Could you repeat, word for word, every line from the one containing "fn allowances(&self) ->" through the final line of the records below, and nothing else?

━━━ Information ━━━

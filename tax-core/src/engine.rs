//! The engine's public operations bound to one [`TaxTables`] snapshot.
//!
//! # Example
//!
//! ```
//! use std::collections::BTreeMap;
//!
//! use chrono::NaiveDate;
//! use rust_decimal_macros::dec;
//! use tax_core::config::EngineConfig;
//! use tax_core::{Bracket, Levy, RateEntry, TaxEngine, TaxTables};
//!
//! let as_of = NaiveDate::from_ymd_opt(2025, 1, 1).unwrap();
//! let rates = vec![RateEntry {
//!     category: "VAT".to_string(),
//!     rate: dec!(0.15),
//!     effective_date: as_of,
//! }];
//! let paye = vec![
//!     Bracket::bounded(dec!(0), dec!(100), dec!(0)),
//!     Bracket::unbounded(dec!(100), dec!(0.2)),
//! ];
//! let tables = TaxTables::from_parts(
//!     &rates,
//!     BTreeMap::from([("PAYE".to_string(), paye)]),
//!     EngineConfig::default(),
//!     as_of,
//! )
//! .unwrap();
//! let engine = TaxEngine::new(&tables);
//!
//! assert_eq!(engine.compute_flat_tax(dec!(200), "VAT"), dec!(30));
//! assert_eq!(engine.compute_schedule_tax(dec!(600), "PAYE").unwrap(), dec!(100));
//! assert_eq!(
//!     engine.apply_levies(dec!(100), &[Levy::aids_levy()]).unwrap().total_tax,
//!     dec!(103)
//! );
//! ```

use rust_decimal::Decimal;

use crate::calculations::computations::{
    AdjustedIncome, AllowanceCalculator, AllowanceError, CapitalAllowanceInput, CapitalAllowanceResult,
    CorporateIncomeInput, CorporateTaxCalculator, ImportedServicesInput, IncomeAdjustmentInput,
    IncomeTaxCalculator, IndirectTaxCalculator, IndividualIncomeInput, PayeInput, Sector, VatDefermentInput,
    VatDefermentResult, WithholdingKind,
};
use crate::calculations::{
    BracketTable, CompositeAggregator, CompositeInput, CompositeOutcome, FlatCategoryCalculator,
    FlatTaxResult, LevyError, LevyOutcome, ProgressiveTaxCalculator, ProgressiveTaxResult, ResolvedRate,
    apply_levies,
};
use crate::models::{Levy, LiabilityResult};
use crate::tables::{TablesError, TaxTables};

/// Stateless view over a snapshot. Cheap to create; every method is pure.
#[derive(Debug, Clone, Copy)]
pub struct TaxEngine<'a> {
    tables: &'a TaxTables,
}

impl<'a> TaxEngine<'a> {
    pub fn new(tables: &'a TaxTables) -> Self {
        Self { tables }
    }

    pub fn tables(&self) -> &'a TaxTables {
        self.tables
    }

    // --- Core operations ---

    pub fn resolve_rate(
        &self,
        category: &str,
    ) -> ResolvedRate {
        self.tables.rates().resolve(category)
    }

    pub fn compute_progressive_tax(
        &self,
        base: Decimal,
        table: &BracketTable,
    ) -> Decimal {
        ProgressiveTaxCalculator::new(table).compute(base)
    }

    /// Honors the snapshot's refund policy.
    pub fn compute_flat_tax(
        &self,
        amount: Decimal,
        category: &str,
    ) -> Decimal {
        self.flat().compute(amount, category)
    }

    /// Applies an explicit list of levies. Use [`TaxEngine::apply_snapshot_levies`]
    /// for the configured stack.
    pub fn apply_levies(
        &self,
        primary_tax: Decimal,
        levies: &[Levy],
    ) -> Result<LevyOutcome, LevyError> {
        apply_levies(primary_tax, levies)
    }

    pub fn aggregate_composite(
        &self,
        input: &CompositeInput,
    ) -> CompositeOutcome {
        CompositeAggregator::aggregate(input)
    }

    // --- Snapshot conveniences ---

    /// Progressive tax on the named schedule.
    pub fn compute_schedule_tax(
        &self,
        base: Decimal,
        schedule: &str,
    ) -> Result<Decimal, TablesError> {
        Ok(self.compute_progressive_tax(base, self.tables.schedule(schedule)?))
    }

    pub fn compute_schedule_tax_detailed(
        &self,
        base: Decimal,
        schedule: &str,
    ) -> Result<ProgressiveTaxResult, TablesError> {
        Ok(ProgressiveTaxCalculator::new(self.tables.schedule(schedule)?).compute_detailed(base))
    }

    pub fn compute_flat_tax_detailed(
        &self,
        amount: Decimal,
        category: &str,
    ) -> FlatTaxResult {
        self.flat().compute_detailed(amount, category)
    }

    pub fn apply_snapshot_levies(
        &self,
        primary_tax: Decimal,
    ) -> LevyOutcome {
        self.tables.levies().apply(primary_tax)
    }

    // --- Liability computations ---

    pub fn individual_income_tax(
        &self,
        input: &IndividualIncomeInput,
    ) -> Result<LiabilityResult, TablesError> {
        Ok(IncomeTaxCalculator::new(self.tables)?.individual(input))
    }

    pub fn paye(
        &self,
        input: &PayeInput,
    ) -> Result<LiabilityResult, TablesError> {
        Ok(IncomeTaxCalculator::new(self.tables)?.paye(input))
    }

    pub fn corporate_income_tax(
        &self,
        input: &CorporateIncomeInput,
    ) -> LiabilityResult {
        CorporateTaxCalculator::new(self.tables).simple(input)
    }

    pub fn comprehensive_corporate_tax(
        &self,
        input: &CompositeInput,
    ) -> LiabilityResult {
        CorporateTaxCalculator::new(self.tables).comprehensive(input)
    }

    pub fn vat_on_supplies(
        &self,
        amount: Decimal,
    ) -> FlatTaxResult {
        IndirectTaxCalculator::new(self.tables).vat_on_supplies(amount)
    }

    pub fn vat_on_imported_services(
        &self,
        input: &ImportedServicesInput,
    ) -> FlatTaxResult {
        IndirectTaxCalculator::new(self.tables).vat_on_imported_services(input)
    }

    pub fn withholding_tax(
        &self,
        kind: WithholdingKind,
        value: Decimal,
    ) -> FlatTaxResult {
        IndirectTaxCalculator::new(self.tables).withholding(kind, value)
    }

    pub fn sector_tax(
        &self,
        sector: Sector,
        value: Decimal,
    ) -> FlatTaxResult {
        IndirectTaxCalculator::new(self.tables).sector(sector, value)
    }

    pub fn capital_allowances(
        &self,
        input: &CapitalAllowanceInput,
    ) -> Result<CapitalAllowanceResult, AllowanceError> {
        self.allowances().capital_allowances(input)
    }

    /// Reliefs and credits share one computation.
    pub fn adjust_income(
        &self,
        input: &IncomeAdjustmentInput,
    ) -> AdjustedIncome {
        self.allowances().adjust_income(input)
    }

    pub fn vat_deferment(
        &self,
        input: &VatDefermentInput,
    ) -> Result<VatDefermentResult, AllowanceError> {
        self.allowances().vat_deferment(input)
    }

    fn flat(&self) -> FlatCategoryCalculator<'a> {
        FlatCategoryCalculator::new(self.tables.rates()).with_refunds(self.tables.config().flat.allow_refunds)
    }

    fn allowances(&self) -> AllowanceCalculator<'a> {
        AllowanceCalculator::new(&self.tables.config().allowances)
    }
}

━━━

Answer space
    fn allowances(&self) -> AllowanceCalculator<'a> {
        AllowanceCalculator::new(&self.tables.config().allowances)
    }
}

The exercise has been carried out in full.